> [Task objective] Repeat the records word for word.

= = = = =

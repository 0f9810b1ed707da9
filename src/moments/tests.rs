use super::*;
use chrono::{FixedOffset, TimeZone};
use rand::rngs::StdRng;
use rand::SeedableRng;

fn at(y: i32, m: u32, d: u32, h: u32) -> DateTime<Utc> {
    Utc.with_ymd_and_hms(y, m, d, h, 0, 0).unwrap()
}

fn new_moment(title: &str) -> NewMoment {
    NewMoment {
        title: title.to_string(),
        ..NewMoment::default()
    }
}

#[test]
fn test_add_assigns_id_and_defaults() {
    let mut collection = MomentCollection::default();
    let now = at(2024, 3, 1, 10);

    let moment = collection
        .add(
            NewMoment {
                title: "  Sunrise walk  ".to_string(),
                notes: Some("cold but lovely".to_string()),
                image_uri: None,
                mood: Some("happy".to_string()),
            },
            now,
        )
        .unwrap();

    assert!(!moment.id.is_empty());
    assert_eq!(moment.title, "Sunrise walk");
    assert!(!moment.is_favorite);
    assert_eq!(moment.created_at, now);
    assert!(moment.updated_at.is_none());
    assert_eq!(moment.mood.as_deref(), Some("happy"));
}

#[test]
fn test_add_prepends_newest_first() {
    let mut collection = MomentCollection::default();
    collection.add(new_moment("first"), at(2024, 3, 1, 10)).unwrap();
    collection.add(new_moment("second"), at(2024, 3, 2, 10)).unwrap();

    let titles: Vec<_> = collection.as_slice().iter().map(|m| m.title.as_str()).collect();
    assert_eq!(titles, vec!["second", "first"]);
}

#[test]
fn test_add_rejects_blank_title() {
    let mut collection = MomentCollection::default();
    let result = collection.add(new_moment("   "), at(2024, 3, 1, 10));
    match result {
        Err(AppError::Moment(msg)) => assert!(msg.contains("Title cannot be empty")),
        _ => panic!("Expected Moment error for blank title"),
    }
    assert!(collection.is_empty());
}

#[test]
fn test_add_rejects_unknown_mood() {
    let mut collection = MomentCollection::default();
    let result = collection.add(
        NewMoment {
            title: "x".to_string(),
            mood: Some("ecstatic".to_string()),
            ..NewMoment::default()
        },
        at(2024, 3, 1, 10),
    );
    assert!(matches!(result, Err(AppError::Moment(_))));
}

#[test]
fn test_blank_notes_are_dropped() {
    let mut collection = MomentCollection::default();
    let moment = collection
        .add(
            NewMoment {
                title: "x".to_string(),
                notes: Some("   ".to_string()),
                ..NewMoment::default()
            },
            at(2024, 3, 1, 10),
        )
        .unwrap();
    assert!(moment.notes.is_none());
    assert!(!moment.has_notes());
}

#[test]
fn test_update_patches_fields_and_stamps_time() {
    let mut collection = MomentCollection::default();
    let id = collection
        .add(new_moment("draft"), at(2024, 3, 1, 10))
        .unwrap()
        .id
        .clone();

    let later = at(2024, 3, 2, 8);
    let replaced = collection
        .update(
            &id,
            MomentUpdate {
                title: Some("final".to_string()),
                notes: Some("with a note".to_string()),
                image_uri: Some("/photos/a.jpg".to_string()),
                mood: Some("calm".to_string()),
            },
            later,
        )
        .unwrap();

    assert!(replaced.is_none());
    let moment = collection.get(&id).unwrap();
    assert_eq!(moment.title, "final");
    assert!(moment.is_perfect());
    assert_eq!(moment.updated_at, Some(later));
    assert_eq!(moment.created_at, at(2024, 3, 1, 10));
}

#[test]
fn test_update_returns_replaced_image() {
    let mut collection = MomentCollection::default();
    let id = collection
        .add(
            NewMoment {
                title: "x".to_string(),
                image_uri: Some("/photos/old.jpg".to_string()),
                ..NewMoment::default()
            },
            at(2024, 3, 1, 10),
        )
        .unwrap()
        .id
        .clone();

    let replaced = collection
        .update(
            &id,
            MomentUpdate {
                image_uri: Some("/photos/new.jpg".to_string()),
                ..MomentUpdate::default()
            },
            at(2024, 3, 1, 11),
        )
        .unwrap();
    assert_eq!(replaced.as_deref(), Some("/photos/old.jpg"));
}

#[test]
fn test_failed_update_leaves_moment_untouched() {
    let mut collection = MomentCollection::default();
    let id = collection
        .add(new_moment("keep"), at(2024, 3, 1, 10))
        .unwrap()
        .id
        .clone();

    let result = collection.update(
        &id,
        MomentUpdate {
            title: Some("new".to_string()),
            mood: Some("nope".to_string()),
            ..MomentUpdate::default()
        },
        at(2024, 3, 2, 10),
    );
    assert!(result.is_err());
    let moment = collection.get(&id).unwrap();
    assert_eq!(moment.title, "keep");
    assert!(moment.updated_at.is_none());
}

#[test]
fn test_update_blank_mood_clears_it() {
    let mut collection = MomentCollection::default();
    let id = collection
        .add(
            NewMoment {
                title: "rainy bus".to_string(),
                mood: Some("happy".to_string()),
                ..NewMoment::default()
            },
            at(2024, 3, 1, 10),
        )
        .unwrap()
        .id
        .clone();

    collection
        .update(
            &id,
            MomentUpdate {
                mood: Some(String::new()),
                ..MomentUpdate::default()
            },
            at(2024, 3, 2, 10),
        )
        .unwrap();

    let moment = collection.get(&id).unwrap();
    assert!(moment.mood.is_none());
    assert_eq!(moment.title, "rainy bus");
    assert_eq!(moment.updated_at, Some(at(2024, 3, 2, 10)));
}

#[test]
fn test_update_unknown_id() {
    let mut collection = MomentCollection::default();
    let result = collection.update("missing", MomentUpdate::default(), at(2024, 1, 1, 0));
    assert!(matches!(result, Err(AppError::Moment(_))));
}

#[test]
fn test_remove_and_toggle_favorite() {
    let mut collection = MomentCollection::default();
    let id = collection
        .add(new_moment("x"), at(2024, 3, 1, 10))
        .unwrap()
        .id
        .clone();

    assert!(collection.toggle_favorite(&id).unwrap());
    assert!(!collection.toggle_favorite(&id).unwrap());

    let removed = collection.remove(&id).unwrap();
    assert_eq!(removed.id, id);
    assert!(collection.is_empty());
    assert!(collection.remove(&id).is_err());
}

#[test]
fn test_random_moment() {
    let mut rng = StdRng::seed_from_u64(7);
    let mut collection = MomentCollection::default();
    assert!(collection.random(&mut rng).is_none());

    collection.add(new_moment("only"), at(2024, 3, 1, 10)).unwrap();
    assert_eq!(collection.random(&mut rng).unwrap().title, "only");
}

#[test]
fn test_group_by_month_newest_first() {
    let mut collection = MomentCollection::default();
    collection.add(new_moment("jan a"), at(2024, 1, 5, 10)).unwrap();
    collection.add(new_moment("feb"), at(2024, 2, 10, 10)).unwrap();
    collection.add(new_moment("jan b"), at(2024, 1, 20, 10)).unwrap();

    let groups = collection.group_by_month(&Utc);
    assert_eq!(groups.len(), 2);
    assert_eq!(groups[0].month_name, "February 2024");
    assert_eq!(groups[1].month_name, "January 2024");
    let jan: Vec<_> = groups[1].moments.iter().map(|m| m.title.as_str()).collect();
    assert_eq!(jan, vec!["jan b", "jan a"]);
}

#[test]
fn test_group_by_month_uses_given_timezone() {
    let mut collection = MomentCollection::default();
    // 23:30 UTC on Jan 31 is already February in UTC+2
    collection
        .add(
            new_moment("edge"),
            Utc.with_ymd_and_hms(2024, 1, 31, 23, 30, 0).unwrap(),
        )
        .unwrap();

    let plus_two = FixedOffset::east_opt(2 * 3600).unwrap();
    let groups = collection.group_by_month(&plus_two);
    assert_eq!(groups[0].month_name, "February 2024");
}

= = = = =

> [Your response]
repository 0f9810b1ed707da9
filename src/moments/tests.rs
use super::*;
use chrono::{FixedOffset, TimeZone};
use rand::rngs::StdRng;
use rand::SeedableRng;

fn at(y: i32, m: u32, d: u32, h: u32) -> DateTime<Utc> {
    Utc.with_ymd_and_hms(y, m, d, h, 0, 0).unwrap()
}

fn new_moment(title: &str) -> NewMoment {
    NewMoment {
        title: title.to_string(),
        ..NewMoment::default()
    }
}

#[test]
fn test_add_assigns_id_and_defaults() {
    let mut collection = MomentCollection::default();
    let now = at(2024, 3, 1, 10);

    let moment = collection
        .add(
            NewMoment {
                title: "  Sunrise walk  ".to_string(),
                notes: Some("cold but lovely".to_string()),
                image_uri: None,
                mood: Some("happy".to_string()),
            },
            now,
        )
        .unwrap();

    assert!(!moment.id.is_empty());
    assert_eq!(moment.title, "Sunrise walk");
    assert!(!moment.is_favorite);
    assert_eq!(moment.created_at, now);
    assert!(moment.updated_at.is_none());
    assert_eq!(moment.mood.as_deref(), Some("happy"));
}

#[test]
fn test_add_prepends_newest_first() {
    let mut collection = MomentCollection::default();
    collection.add(new_moment("first"), at(2024, 3, 1, 10)).unwrap();
    collection.add(new_moment("second"), at(2024, 3, 2, 10)).unwrap();

    let titles: Vec<_> = collection.as_slice().iter().map(|m| m.title.as_str()).collect();
    assert_eq!(titles, vec!["second", "first"]);
}

#[test]
fn test_add_rejects_blank_title() {
    let mut collection = MomentCollection::default();
    let result = collection.add(new_moment("   "), at(2024, 3, 1, 10));
    match result {
        Err(AppError::Moment(msg)) => assert!(msg.contains("Title cannot be empty")),
        _ => panic!("Expected Moment error for blank title"),
    }
    assert!(collection.is_empty());
}

#[test]
fn test_add_rejects_unknown_mood() {
    let mut collection = MomentCollection::default();
    let result = collection.add(
        NewMoment {
            title: "x".to_string(),
            mood: Some("ecstatic".to_string()),
            ..NewMoment::default()
        },
        at(2024, 3, 1, 10),
    );
    assert!(matches!(result, Err(AppError::Moment(_))));
}

#[test]
fn test_blank_notes_are_dropped() {
    let mut collection = MomentCollection::default();
    let moment = collection
        .add(
            NewMoment {
                title: "x".to_string(),
                notes: Some("   ".to_string()),
                ..NewMoment::default()
            },
            at(2024, 3, 1, 10),
        )
        .unwrap();
    assert!(moment.notes.is_none());
    assert!(!moment.has_notes());
}

#[test]
fn test_update_patches_fields_and_stamps_time() {
    let mut collection = MomentCollection::default();
    let id = collection
        .add(new_moment("draft"), at(2024, 3, 1, 10))
        .unwrap()
        .id
        .clone();

    let later = at(2024, 3, 2, 8);
    let replaced = collection
        .update(
            &id,
            MomentUpdate {
                title: Some("final".to_string()),
                notes: Some("with a note".to_string()),
                image_uri: Some("/photos/a.jpg".to_string()),
                mood: Some("calm".to_string()),
            },
            later,
        )
        .unwrap();

    assert!(replaced.is_none());
    let moment = collection.get(&id).unwrap();
    assert_eq!(moment.title, "final");
    assert!(moment.is_perfect());
    assert_eq!(moment.updated_at, Some(later));
    assert_eq!(moment.created_at, at(2024, 3, 1, 10));
}

#[test]
fn test_update_returns_replaced_image() {
    let mut collection = MomentCollection::default();
    let id = collection
        .add(
            NewMoment {
                title: "x".to_string(),
                image_uri: Some("/photos/old.jpg".to_string()),
                ..NewMoment::default()
            },
            at(2024, 3, 1, 10),
        )
        .unwrap()
        .id
        .clone();

    let replaced = collection
        .update(
            &id,
            MomentUpdate {
                image_uri: Some("/photos/new.jpg".to_string()),
                ..MomentUpdate::default()
            },
            at(2024, 3, 1, 11),
        )
        .unwrap();
    assert_eq!(replaced.as_deref(), Some("/photos/old.jpg"));
}

#[test]
fn test_failed_update_leaves_moment_untouched() {
    let mut collection = MomentCollection::default();
    let id = collection
        .add(new_moment("keep"), at(2024, 3, 1, 10))
        .unwrap()
        .id
        .clone();

    let result = collection.update(
        &id,
        MomentUpdate {
            title: Some("new".to_string()),
            mood: Some("nope".to_string()),
            ..MomentUpdate::default()
        },
        at(2024, 3, 2, 10),
    );
    assert!(result.is_err());
    let moment = collection.get(&id).unwrap();
    assert_eq!(moment.title, "keep");
    assert!(moment.updated_at.is_none());
}

#[test]
fn test_update_blank_mood_clears_it() {
    let mut collection = MomentCollection::default();
    let id = collection
        .add(
            NewMoment {
                title: "rainy bus".to_string(),
                mood: Some("happy".to_string()),
                ..NewMoment::default()
            },
            at(2024, 3, 1, 10),
        )
        .unwrap()
        .id
        .clone();

    collection
        .update(
            &id,
            MomentUpdate {
                mood: Some(String::new()),
                ..MomentUpdate::default()
            },
            at(2024, 3, 2, 10),
        )
        .unwrap();

    let moment = collection.get(&id).unwrap();
    assert!(moment.mood.is_none());
    assert_eq!(moment.title, "rainy bus");
    assert_eq!(moment.updated_at, Some(at(2024, 3, 2, 10)));
}

#[test]
fn test_update_unknown_id() {
    let mut collection = MomentCollection::default();
    let result = collection.update("missing", MomentUpdate::default(), at(2024, 1, 1, 0));
    assert!(matches!(result, Err(AppError::Moment(_))));
}

#[test]
fn test_remove_and_toggle_favorite() {
    let mut collection = MomentCollection::default();
    let id = collection
        .add(new_moment("x"), at(2024, 3, 1, 10))
        .unwrap()
        .id
        .clone();

    assert!(collection.toggle_favorite(&id).unwrap());
    assert!(!collection.toggle_favorite(&id).unwrap());

    let removed = collection.remove(&id).unwrap();
    assert_eq!(removed.id, id);
    assert!(collection.is_empty());
    assert!(collection.remove(&id).is_err());
}

#[test]
fn test_random_moment() {
    let mut rng = StdRng::seed_from_u64(7);
    let mut collection = MomentCollection::default();
    assert!(collection.random(&mut rng).is_none());

    collection.add(new_moment("only"), at(2024, 3, 1, 10)).unwrap();
    assert_eq!(collection.random(&mut rng).unwrap().title, "only");
}

#[test]
fn test_group_by_month_newest_first() {
    let mut collection = MomentCollection::default();
    collection.add(new_moment("jan a"), at(2024, 1, 5, 10)).unwrap();
    collection.add(new_moment("feb"), at(2024, 2, 10, 10)).unwrap();
    collection.add(new_moment("jan b"), at(2024, 1, 20, 10)).unwrap();

    let groups = collection.group_by_month(&Utc);
    assert_eq!(groups.len(), 2);
    assert_eq!(groups[0].month_name, "February 2024");
    assert_eq!(groups[1].month_name, "January 2024");
    let jan: Vec<_> = groups[1].moments.iter().map(|m| m.title.as_str()).collect();
    assert_eq!(jan, vec!["jan b", "jan a"]);
}

#[test]
fn test_group_by_month_uses_given_timezone() {
    let mut collection = MomentCollection::default();
    // 23:30 UTC on Jan 31 is already February in UTC+2
    collection
        .add(
            new_moment("edge"),
            Utc.with_ymd_and_hms(2024, 1, 31, 23, 30, 0).unwrap(),
        )
        .unwrap();

    let plus_two = FixedOffset::east_opt(2 * 3600).unwrap();
    let groups = collection.group_by_month(&plus_two);
    assert_eq!(groups[0].month_name, "February 2024");
}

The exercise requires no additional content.